[Extracted data entries]
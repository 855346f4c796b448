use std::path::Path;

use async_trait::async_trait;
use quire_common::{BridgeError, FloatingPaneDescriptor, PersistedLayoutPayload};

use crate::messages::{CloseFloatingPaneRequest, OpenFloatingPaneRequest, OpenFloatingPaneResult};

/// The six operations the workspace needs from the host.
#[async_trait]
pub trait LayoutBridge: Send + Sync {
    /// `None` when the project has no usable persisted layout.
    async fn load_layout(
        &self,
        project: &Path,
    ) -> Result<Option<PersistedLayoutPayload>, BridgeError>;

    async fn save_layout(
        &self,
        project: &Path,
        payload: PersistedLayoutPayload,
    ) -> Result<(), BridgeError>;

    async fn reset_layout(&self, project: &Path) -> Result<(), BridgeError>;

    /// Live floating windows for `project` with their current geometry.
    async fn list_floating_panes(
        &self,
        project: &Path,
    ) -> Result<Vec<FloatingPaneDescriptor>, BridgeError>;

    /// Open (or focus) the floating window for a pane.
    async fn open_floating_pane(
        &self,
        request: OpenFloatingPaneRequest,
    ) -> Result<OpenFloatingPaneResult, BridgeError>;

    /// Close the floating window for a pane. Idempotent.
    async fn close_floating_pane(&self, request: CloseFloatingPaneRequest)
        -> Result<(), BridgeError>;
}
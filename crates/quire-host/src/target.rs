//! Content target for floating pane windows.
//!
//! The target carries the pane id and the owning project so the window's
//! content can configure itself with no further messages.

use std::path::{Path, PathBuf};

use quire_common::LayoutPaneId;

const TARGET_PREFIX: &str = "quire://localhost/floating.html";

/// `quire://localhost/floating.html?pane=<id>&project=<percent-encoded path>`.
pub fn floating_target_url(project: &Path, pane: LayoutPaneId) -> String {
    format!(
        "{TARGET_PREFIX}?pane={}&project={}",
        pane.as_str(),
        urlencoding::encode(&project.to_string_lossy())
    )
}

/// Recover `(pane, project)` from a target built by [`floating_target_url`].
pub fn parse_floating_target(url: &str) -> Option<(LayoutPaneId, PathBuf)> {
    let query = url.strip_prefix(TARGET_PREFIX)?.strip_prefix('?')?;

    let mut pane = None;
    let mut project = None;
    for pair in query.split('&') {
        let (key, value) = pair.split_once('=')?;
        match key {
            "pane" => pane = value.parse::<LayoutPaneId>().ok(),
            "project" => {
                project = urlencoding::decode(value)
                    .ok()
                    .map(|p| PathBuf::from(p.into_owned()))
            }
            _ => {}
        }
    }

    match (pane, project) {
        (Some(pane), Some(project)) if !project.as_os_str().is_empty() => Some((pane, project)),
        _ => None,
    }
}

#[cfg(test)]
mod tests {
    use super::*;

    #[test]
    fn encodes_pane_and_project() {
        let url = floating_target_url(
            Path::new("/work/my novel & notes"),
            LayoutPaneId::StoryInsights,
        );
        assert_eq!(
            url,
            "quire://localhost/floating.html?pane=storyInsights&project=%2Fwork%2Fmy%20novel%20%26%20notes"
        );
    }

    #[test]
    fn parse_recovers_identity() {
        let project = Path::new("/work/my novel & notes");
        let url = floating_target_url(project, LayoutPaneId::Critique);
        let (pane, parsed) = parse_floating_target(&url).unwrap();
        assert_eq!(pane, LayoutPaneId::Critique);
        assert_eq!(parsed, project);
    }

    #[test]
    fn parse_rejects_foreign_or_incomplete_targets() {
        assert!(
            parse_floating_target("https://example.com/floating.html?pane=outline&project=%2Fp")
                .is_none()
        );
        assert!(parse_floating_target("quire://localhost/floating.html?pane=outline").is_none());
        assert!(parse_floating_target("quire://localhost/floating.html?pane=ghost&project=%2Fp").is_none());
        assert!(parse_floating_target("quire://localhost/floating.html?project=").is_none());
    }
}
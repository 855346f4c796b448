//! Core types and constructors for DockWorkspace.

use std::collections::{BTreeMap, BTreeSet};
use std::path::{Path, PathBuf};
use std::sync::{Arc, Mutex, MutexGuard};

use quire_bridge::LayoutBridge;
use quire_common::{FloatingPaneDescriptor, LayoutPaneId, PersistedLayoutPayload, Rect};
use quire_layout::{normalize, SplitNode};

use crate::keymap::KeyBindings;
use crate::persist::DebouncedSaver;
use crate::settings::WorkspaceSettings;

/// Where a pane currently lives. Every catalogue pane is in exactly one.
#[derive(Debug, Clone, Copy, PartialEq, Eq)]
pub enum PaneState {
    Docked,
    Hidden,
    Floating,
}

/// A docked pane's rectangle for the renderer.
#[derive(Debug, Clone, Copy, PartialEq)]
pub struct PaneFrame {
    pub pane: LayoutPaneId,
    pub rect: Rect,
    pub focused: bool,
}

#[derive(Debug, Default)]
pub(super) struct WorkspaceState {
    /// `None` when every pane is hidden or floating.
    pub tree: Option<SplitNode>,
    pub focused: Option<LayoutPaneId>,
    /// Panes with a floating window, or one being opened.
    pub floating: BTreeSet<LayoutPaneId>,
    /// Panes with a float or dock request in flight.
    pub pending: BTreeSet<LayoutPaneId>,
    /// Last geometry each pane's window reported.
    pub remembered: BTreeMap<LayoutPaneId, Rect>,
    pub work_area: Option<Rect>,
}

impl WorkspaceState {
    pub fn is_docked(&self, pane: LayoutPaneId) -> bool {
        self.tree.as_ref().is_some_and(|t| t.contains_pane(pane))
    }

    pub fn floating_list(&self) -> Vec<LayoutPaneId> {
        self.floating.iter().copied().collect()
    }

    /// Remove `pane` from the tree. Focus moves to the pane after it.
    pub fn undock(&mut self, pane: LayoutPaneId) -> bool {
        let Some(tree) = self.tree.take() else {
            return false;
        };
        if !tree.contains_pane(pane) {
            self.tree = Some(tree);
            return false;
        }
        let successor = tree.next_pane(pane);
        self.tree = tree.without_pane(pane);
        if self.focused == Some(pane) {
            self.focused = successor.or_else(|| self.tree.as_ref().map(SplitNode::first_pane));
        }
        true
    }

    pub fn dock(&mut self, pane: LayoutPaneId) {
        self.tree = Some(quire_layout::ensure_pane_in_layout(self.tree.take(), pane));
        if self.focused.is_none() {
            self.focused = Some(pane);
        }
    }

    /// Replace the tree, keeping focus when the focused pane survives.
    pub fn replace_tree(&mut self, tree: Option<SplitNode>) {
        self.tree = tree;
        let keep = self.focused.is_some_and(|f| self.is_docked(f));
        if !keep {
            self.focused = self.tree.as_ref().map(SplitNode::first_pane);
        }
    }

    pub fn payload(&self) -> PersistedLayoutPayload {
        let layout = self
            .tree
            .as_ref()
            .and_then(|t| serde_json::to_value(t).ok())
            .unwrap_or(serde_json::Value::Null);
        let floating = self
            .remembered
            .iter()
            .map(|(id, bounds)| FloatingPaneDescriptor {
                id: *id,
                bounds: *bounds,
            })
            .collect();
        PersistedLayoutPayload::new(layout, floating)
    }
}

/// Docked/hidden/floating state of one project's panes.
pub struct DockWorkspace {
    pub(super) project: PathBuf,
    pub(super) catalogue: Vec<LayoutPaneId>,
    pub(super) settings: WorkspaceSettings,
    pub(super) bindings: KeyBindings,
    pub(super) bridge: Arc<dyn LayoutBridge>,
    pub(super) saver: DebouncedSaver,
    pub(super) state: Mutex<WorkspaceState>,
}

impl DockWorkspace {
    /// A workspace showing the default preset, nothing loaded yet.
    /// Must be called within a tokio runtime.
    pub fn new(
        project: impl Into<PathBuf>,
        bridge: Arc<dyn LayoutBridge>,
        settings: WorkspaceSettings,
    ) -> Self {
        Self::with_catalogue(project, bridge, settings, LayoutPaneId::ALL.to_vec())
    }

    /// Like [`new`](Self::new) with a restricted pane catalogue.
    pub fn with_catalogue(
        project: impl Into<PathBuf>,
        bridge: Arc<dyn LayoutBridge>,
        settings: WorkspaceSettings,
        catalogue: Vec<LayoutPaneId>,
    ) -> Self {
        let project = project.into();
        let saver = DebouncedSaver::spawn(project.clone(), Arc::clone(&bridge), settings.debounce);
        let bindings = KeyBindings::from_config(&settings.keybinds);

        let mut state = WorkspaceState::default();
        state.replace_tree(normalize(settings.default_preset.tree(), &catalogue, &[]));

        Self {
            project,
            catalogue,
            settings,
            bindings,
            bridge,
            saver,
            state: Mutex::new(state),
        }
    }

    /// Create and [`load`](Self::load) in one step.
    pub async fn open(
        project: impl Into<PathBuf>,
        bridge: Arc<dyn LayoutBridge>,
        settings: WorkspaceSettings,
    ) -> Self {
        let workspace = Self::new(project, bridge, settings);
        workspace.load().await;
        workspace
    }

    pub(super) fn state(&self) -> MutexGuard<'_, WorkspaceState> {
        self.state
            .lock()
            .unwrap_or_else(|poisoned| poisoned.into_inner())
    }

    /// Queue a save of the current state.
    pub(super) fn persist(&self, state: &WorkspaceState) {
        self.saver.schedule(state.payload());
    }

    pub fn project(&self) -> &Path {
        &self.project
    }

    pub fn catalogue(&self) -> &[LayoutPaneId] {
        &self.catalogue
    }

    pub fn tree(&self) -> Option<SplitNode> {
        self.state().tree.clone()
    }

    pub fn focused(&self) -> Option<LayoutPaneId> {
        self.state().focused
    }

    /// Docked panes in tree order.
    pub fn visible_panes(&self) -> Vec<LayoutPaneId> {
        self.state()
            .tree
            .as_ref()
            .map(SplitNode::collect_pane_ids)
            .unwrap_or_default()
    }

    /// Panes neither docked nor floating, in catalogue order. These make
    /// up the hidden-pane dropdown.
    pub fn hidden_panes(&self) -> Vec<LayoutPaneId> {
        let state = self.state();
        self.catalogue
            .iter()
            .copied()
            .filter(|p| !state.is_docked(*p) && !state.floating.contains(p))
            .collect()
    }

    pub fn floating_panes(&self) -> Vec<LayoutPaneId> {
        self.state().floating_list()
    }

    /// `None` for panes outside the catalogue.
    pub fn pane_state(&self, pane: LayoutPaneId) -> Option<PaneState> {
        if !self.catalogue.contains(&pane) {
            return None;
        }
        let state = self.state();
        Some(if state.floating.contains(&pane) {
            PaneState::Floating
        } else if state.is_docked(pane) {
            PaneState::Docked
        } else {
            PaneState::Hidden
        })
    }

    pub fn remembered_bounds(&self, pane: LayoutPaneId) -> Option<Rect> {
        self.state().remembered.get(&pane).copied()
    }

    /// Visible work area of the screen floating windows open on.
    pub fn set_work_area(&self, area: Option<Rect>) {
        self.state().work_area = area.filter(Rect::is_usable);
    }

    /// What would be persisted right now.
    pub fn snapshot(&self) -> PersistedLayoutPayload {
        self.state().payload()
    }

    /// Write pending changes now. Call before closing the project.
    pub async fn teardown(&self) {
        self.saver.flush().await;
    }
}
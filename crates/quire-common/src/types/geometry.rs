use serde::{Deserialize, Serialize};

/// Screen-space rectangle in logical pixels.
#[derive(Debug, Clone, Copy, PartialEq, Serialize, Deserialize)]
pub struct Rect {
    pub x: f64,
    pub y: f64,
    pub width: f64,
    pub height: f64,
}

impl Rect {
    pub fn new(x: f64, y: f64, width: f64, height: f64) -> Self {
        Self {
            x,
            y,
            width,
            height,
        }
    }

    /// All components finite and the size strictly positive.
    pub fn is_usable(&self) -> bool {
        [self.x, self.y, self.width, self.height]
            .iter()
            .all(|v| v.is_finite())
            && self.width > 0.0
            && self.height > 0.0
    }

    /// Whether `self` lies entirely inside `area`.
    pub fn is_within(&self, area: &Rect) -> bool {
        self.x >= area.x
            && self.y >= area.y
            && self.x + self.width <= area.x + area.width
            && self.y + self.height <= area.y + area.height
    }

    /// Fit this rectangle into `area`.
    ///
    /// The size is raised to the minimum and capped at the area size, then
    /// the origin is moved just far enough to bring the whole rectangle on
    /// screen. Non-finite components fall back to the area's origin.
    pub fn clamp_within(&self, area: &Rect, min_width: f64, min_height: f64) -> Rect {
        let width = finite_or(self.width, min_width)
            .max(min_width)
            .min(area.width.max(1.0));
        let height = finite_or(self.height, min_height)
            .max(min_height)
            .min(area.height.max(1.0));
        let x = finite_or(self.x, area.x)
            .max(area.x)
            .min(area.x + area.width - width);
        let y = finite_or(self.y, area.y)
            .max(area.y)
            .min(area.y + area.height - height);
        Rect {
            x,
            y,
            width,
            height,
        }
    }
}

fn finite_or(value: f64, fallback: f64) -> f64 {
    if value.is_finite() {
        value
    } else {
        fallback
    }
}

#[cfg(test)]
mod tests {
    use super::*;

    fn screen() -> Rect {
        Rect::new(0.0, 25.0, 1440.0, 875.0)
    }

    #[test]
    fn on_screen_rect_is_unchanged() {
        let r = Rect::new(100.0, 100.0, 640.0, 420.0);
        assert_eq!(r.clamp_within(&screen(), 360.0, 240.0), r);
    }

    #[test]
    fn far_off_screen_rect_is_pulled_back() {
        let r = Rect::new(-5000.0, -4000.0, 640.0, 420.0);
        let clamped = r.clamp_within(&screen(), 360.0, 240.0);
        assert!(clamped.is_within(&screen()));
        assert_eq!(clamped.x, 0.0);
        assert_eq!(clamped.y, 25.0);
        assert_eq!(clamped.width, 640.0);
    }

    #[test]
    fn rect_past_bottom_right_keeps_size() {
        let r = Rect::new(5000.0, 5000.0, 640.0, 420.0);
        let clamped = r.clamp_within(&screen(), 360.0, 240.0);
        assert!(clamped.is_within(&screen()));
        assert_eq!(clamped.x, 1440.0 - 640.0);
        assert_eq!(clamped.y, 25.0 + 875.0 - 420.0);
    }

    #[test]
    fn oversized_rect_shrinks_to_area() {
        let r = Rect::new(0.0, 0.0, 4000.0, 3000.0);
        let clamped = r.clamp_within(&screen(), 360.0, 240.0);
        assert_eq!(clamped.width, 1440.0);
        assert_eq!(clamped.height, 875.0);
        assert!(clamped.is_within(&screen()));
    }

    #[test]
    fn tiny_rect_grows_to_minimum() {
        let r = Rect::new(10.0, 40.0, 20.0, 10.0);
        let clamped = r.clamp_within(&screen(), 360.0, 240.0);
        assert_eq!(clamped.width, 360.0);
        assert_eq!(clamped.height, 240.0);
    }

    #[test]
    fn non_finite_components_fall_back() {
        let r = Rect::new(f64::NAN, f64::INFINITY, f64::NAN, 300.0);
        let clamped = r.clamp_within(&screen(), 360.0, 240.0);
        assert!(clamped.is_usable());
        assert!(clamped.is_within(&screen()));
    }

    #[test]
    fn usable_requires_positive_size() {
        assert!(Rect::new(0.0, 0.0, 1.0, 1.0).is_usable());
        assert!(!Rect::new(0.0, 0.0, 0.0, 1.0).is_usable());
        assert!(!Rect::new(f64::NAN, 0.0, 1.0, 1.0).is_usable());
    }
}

**THE TASK:** Exact duplication is required for the lines above, from the line that contains "let url = floating_target_url(project, LayoutPaneId::Critique);" to the line that contains "use crate::settings::WorkspaceSettings;", inclusive; omit all others.

**RESULT FOR THIS TASK:**
        let url = floating_target_url(project, LayoutPaneId::Critique);
        let (pane, parsed) = parse_floating_target(&url).unwrap();
        assert_eq!(pane, LayoutPaneId::Critique);
        assert_eq!(parsed, project);
    }

    #[test]
    fn parse_rejects_foreign_or_incomplete_targets() {
        assert!(
            parse_floating_target("https://example.com/floating.html?pane=outline&project=%2Fp")
                .is_none()
        );
        assert!(parse_floating_target("quire://localhost/floating.html?pane=outline").is_none());
        assert!(parse_floating_target("quire://localhost/floating.html?pane=ghost&project=%2Fp").is_none());
        assert!(parse_floating_target("quire://localhost/floating.html?project=").is_none());
    }
}
repository 855346f4c796b448
//! Core types and constructors for DockWorkspace.

use std::collections::{BTreeMap, BTreeSet};
use std::path::{Path, PathBuf};
use std::sync::{Arc, Mutex, MutexGuard};

use quire_bridge::LayoutBridge;
use quire_common::{FloatingPaneDescriptor, LayoutPaneId, PersistedLayoutPayload, Rect};
use quire_layout::{normalize, SplitNode};

use crate::keymap::KeyBindings;
use crate::persist::DebouncedSaver;
use crate::settings::WorkspaceSettings;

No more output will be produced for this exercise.